//! reqwest-backed catalog API and point source.

use formats::{ApprovalResponse, EventDetail, EventSummary, GroupPayload};
use foundation::{LayerUrl, Version};
use futures_util::future::{FutureExt, LocalBoxFuture};
use futures_util::{StreamExt, TryFutureExt};
use reqwest::Client;
use serde::de::DeserializeOwned;
use streaming::{
    approve_path, event_path, events_path, CatalogApi, ChunkStream, LayerScope, PointSource,
    SourceError,
};

#[derive(Debug, Clone)]
pub struct HttpApi {
    host: String,
    client: Client,
}

impl HttpApi {
    pub fn new(host: impl Into<String>) -> Self {
        Self {
            host: host.into().trim_end_matches('/').to_string(),
            client: Client::new(),
        }
    }

    /// Absolute URLs pass through; paths are joined onto the API host.
    fn resolve(&self, path: &str) -> String {
        if path.starts_with("http://") || path.starts_with("https://") {
            path.to_string()
        } else if path.starts_with('/') {
            format!("{}{path}", self.host)
        } else {
            format!("{}/{path}", self.host)
        }
    }

    async fn get_json<T: DeserializeOwned>(&self, path: &str) -> Result<T, SourceError> {
        let url = self.resolve(path);
        tracing::debug!(%url, "GET");
        let resp = self.client.get(&url).send().await.map_err(transport)?;
        checked(resp)?.json::<T>().await.map_err(decode)
    }
}

fn transport(err: reqwest::Error) -> SourceError {
    SourceError::Transport(err.to_string())
}

fn decode(err: reqwest::Error) -> SourceError {
    SourceError::Decode(err.to_string())
}

fn checked(resp: reqwest::Response) -> Result<reqwest::Response, SourceError> {
    let status = resp.status();
    if status.is_success() {
        Ok(resp)
    } else {
        Err(SourceError::Status(status.as_u16()))
    }
}

impl CatalogApi for HttpApi {
    fn events(&self) -> LocalBoxFuture<'_, Result<Vec<EventSummary>, SourceError>> {
        self.get_json(events_path()).boxed_local()
    }

    fn event<'a>(&'a self, name: &'a str) -> LocalBoxFuture<'a, Result<EventDetail, SourceError>> {
        async move { self.get_json(&event_path(name)).await }.boxed_local()
    }

    fn layers<'a>(
        &'a self,
        event: &'a str,
        scope: &'a LayerScope,
    ) -> LocalBoxFuture<'a, Result<Vec<GroupPayload>, SourceError>> {
        async move { self.get_json(&scope.path(event)).await }.boxed_local()
    }

    fn approve<'a>(
        &'a self,
        event: &'a str,
        version: &'a Version,
    ) -> LocalBoxFuture<'a, Result<ApprovalResponse, SourceError>> {
        async move {
            let url = self.resolve(&approve_path(event, version));
            tracing::debug!(%url, "POST");
            let resp = self.client.post(&url).send().await.map_err(transport)?;
            let status = resp.status();
            Ok(ApprovalResponse {
                ok: status.is_success(),
                status: status.as_u16(),
            })
        }
        .boxed_local()
    }

    fn metadata<'a>(
        &'a self,
        url: &'a str,
    ) -> LocalBoxFuture<'a, Result<serde_json::Value, SourceError>> {
        async move { self.get_json(url).await }.boxed_local()
    }
}

impl PointSource for HttpApi {
    fn open(&self, url: &LayerUrl) -> ChunkStream {
        let url = self.resolve(url.as_str());
        let request = self.client.get(&url);
        async move {
            tracing::debug!(%url, "streaming points");
            let resp = request.send().await.map_err(transport)?;
            let chunks = checked(resp)?.bytes_stream();
            Ok::<_, SourceError>(chunks.map(|chunk| chunk.map_err(transport)))
        }
        .try_flatten_stream()
        .boxed_local()
    }
}

#[cfg(test)]
mod tests {
    use super::HttpApi;

    #[test]
    fn resolves_paths_against_the_host() {
        let api = HttpApi::new("http://localhost:3000/");
        assert_eq!(api.resolve("/events"), "http://localhost:3000/events");
        assert_eq!(api.resolve("data/u1.csv"), "http://localhost:3000/data/u1.csv");
        assert_eq!(
            api.resolve("https://bucket.s3.amazonaws.com/u1.csv"),
            "https://bucket.s3.amazonaws.com/u1.csv"
        );
    }
}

++++++++++++++++++++

# Prompt
A word-for-word restatement of the data above is required.

# Your response
//! reqwest-backed catalog API and point source.

use formats::{ApprovalResponse, EventDetail, EventSummary, GroupPayload};
use foundation::{LayerUrl, Version};
use futures_util::future::{FutureExt, LocalBoxFuture};
use futures_util::{StreamExt, TryFutureExt};
use reqwest::Client;
use serde::de::DeserializeOwned;
use streaming::{
    approve_path, event_path, events_path, CatalogApi, ChunkStream, LayerScope, PointSource,
    SourceError,
};

#[derive(Debug, Clone)]
pub struct HttpApi {
    host: String,
    client: Client,
}

impl HttpApi {
    pub fn new(host: impl Into<String>) -> Self {
        Self {
            host: host.into().trim_end_matches('/').to_string(),
            client: Client::new(),
        }
    }

    /// Absolute URLs pass through; paths are joined onto the API host.
    fn resolve(&self, path: &str) -> String {
        if path.starts_with("http://") || path.starts_with("https://") {
            path.to_string()
        } else if path.starts_with('/') {
            format!("{}{path}", self.host)
        } else {
            format!("{}/{path}", self.host)
        }
    }

    async fn get_json<T: DeserializeOwned>(&self, path: &str) -> Result<T, SourceError> {
        let url = self.resolve(path);
        tracing::debug!(%url, "GET");
        let resp = self.client.get(&url).send().await.map_err(transport)?;
        checked(resp)?.json::<T>().await.map_err(decode)
    }
}

fn transport(err: reqwest::Error) -> SourceError {
    SourceError::Transport(err.to_string())
}

fn decode(err: reqwest::Error) -> SourceError {
    SourceError::Decode(err.to_string())
}

fn checked(resp: reqwest::Response) -> Result<reqwest::Response, SourceError> {
    let status = resp.status();
    if status.is_success() {
        Ok(resp)
    } else {
        Err(SourceError::Status(status.as_u16()))
    }
}

impl CatalogApi for HttpApi {
    fn events(&self) -> LocalBoxFuture<'_, Result<Vec<EventSummary>, SourceError>> {
        self.get_json(events_path()).boxed_local()
    }

    fn event<'a>(&'a self, name: &'a str) -> LocalBoxFuture<'a, Result<EventDetail, SourceError>> {
        async move { self.get_json(&event_path(name)).await }.boxed_local()
    }

    fn layers<'a>(
        &'a self,
        event: &'a str,
        scope: &'a LayerScope,
    ) -> LocalBoxFuture<'a, Result<Vec<GroupPayload>, SourceError>> {
        async move { self.get_json(&scope.path(event)).await }.boxed_local()
    }

    fn approve<'a>(
        &'a self,
        event: &'a str,
        version: &'a Version,
    ) -> LocalBoxFuture<'a, Result<ApprovalResponse, SourceError>> {
        async move {
            let url = self.resolve(&approve_path(event, version));
            tracing::debug!(%url, "POST");
            let resp = self.client.post(&url).send().await.map_err(transport)?;
            let status = resp.status();
            Ok(ApprovalResponse {
                ok: status.is_success(),
                status: status.as_u16(),
            })
        }
        .boxed_local()
    }

    fn metadata<'a>(
        &'a self,
        url: &'a str,
    ) -> LocalBoxFuture<'a, Result<serde_json::Value, SourceError>> {
        async move { self.get_json(url).await }.boxed_local()
    }
}

impl PointSource for HttpApi {
    fn open(&self, url: &LayerUrl) -> ChunkStream {
        let url = self.resolve(url.as_str());
        let request = self.client.get(&url);
        async move {
            tracing::debug!(%url, "streaming points");
            let resp = request.send().await.map_err(transport)?;
            let chunks = checked(resp)?.bytes_stream();
            Ok::<_, SourceError>(chunks.map(|chunk| chunk.map_err(transport)))
        }
        .try_flatten_stream()
        .boxed_local()
    }
}

#[cfg(test)]
mod tests {
    use super::HttpApi;

    #[test]
    fn resolves_paths_against_the_host() {
        let api = HttpApi::new("http://localhost:3000/");
        assert_eq!(api.resolve("/events"), "http://localhost:3000/events");
        assert_eq!(api.resolve("data/u1.csv"), "http://localhost:3000/data/u1.csv");
        assert_eq!(
            api.resolve("https://bucket.s3.amazonaws.com/u1.csv"),
            "https://bucket.s3.amazonaws.com/u1.csv"
        );
    }
}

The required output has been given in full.